The ability of the states to recover liens from WC and TPL settlements for Medicaid benefits provided to the plaintiff has its origins in two federal statutory provisions. Those

provisions state:

(a) A State plan for medical assistance must – . . .

(25) provide – . . .

(H) that to the extent that payment has been made under the State plan for medical assistance in any case where a third party has a legal liability to make payment for such assistance, the State has in effect laws under which, to the extent that payment has been made under the State plan for medical assistance for health care items or services furnished to an individual, the State is considered to have acquired the rights of such individual to payment by any other party for such health care items or services.
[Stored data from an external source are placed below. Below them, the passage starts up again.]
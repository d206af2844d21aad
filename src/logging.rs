//! Tracing subscriber setup for the binary.

use tracing_subscriber::{EnvFilter, layer::SubscriberExt, util::SubscriberInitExt};

const DEFAULT_FILTER: &str = "crm_survey=info,tower_http=info";

/// Output format for log lines.
#[derive(Debug, Clone, Copy, PartialEq, Eq, Default)]
pub enum LogFormat {
    #[default]
    Pretty,
    Json,
}

impl std::str::FromStr for LogFormat {
    type Err = String;

    fn from_str(s: &str) -> Result<Self, Self::Err> {
        match s.to_lowercase().as_str() {
            "pretty" | "text" => Ok(Self::Pretty),
            "json" => Ok(Self::Json),
            _ => Err(format!("invalid log format '{s}', expected 'pretty' or 'json'")),
        }
    }
}

/// Install the global subscriber. `RUST_LOG` overrides the default filter.
///
/// The wizard passes `quiet = true` so log lines do not interleave with
/// prompts; only warnings and errors reach stderr then.
pub fn init_tracing(format: LogFormat, quiet: bool) {
    let filter = EnvFilter::try_from_default_env().unwrap_or_else(|_| {
        if quiet {
            EnvFilter::new("warn")
        } else {
            EnvFilter::new(DEFAULT_FILTER)
        }
    });

    let registry = tracing_subscriber::registry().with(filter);
    let result = match format {
        LogFormat::Json => registry
            .with(tracing_subscriber::fmt::layer().json().with_writer(std::io::stderr))
            .try_init(),
        LogFormat::Pretty => registry
            .with(tracing_subscriber::fmt::layer().with_writer(std::io::stderr))
            .try_init(),
    };

    if let Err(e) = result {
        eprintln!("tracing already initialized: {e}");
    }
}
42 U.S.C. §1396a(a)(25)(H); and

(a) For the purpose of assisting in the collection of medical support payments . . . a State plan for medical assistance shall –

(1) provide that, as a condition of eligibility for medical assistance . . . to an individual . . . the individual is required –

(A) to assign the State any rights . . . to payment for medical care from any third party; . . .
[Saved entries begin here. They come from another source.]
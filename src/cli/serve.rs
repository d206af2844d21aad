//! `serve`: run the survey and admin HTTP server until Ctrl-C.

use std::sync::Arc;

use anyhow::Context;
use secrecy::ExposeSecret;

use crate::coach::build_coach;
use crate::config::Config;
use crate::db;
use crate::responses::ResponseService;
use crate::schema::crm_pain_points;
use crate::web::{AdminAuth, GatewayState, start_server};

/// Run the server command.
pub async fn run_serve_command(config: &Config) -> anyhow::Result<()> {
    let schema = crm_pain_points();
    schema.validate()?;

    let database = db::connect(&config.database).await?;
    let mirror = database.is_durable().then(|| database.clone());
    let responses = Arc::new(ResponseService::new(mirror));
    if let Err(e) = responses.hydrate().await {
        tracing::warn!(error = %e, "Could not load stored responses, starting empty");
    }

    let coach = Arc::new(build_coach(&config.coach)?);
    if config.gateway.admin_password.expose_secret() == "change-me" {
        tracing::warn!("ADMIN_PASSWORD is not set, using the default password");
    }

    let state = Arc::new(GatewayState::new(
        Arc::new(schema),
        responses,
        coach,
        database,
        AdminAuth::from_config(&config.gateway),
    ));

    let bind = config.gateway.bind_addr();
    let addr = tokio::net::lookup_host(&bind)
        .await
        .with_context(|| format!("could not resolve {bind}"))?
        .next()
        .with_context(|| format!("no address for {bind}"))?;
    let bound = start_server(addr, state.clone()).await?;
    println!("Survey server listening on http://{bound}");

    tokio::signal::ctrl_c().await?;
    state.shutdown().await;
    Ok(())
}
(C) to cooperate with the State in identifying, and providing information to assist the State in pursuing, any third party who may be liable to pay for care and services available under the plan. . .

42 U.S.C. §1396k(a)(1).

At the same time, federal law contains a seemingly conflicting provision, often referred to as the “anti-lien statute.” That statute provides:

(a) . . .

(1) No lien may be imposed against the property of any individual prior to his death on account of medical assistance paid or to be paid on his behalf under the State plan, except

(A) pursuant to the judgment of a court on account of benefits incorrectly paid on behalf of such individual, or

(B) in the case of the real property of an individual - (i) who is an inpatient in a nursing facility, intermediate care facility for the mentally retarded, or other medical institution, if such individual is required, as a condition of receiving services in such institution under the State plan, to spend for costs of medical care all but a minimal amount of his income required for personal needs, and (ii) with respect to whom the State determines, after notice and opportunity for a hearing (in accordance with procedures established by the State), that he cannot reasonably be expected to be discharged from the medical institution and to return home . . .

42 U.S.C. §1396p(a)(1).

A controversy arose almost immediately over whether the anti-lien statute prohibited states from executing Medicaid liens against the proceeds of WC and TPL settlements. The U.S. Department of Health and Human Services, Departmental Appeals Board issued two decisions in the mid-1990's addressing this issue. Those decisions each stated the position of the U.S. Department of Health and Human Services (HHS) that federal law permits states to seek recovery from all settlement proceeds; and that these proceeds are not considered “property of the individual” because the state’s Medicaid lien attaches while the settlement proceeds are still property of the defendant (or the defendant’s insurance carrier). Calif. Dep’t. of Health Servs., D.A.B. No. 1504. 1995 WL 66334 (HHS Jan. 5, 1995); and Wash. State Dep’t of Soc. and Health Servs., D.A.B. No. 1561, 1996 WL 157123 (HHS Feb. 7, 1996).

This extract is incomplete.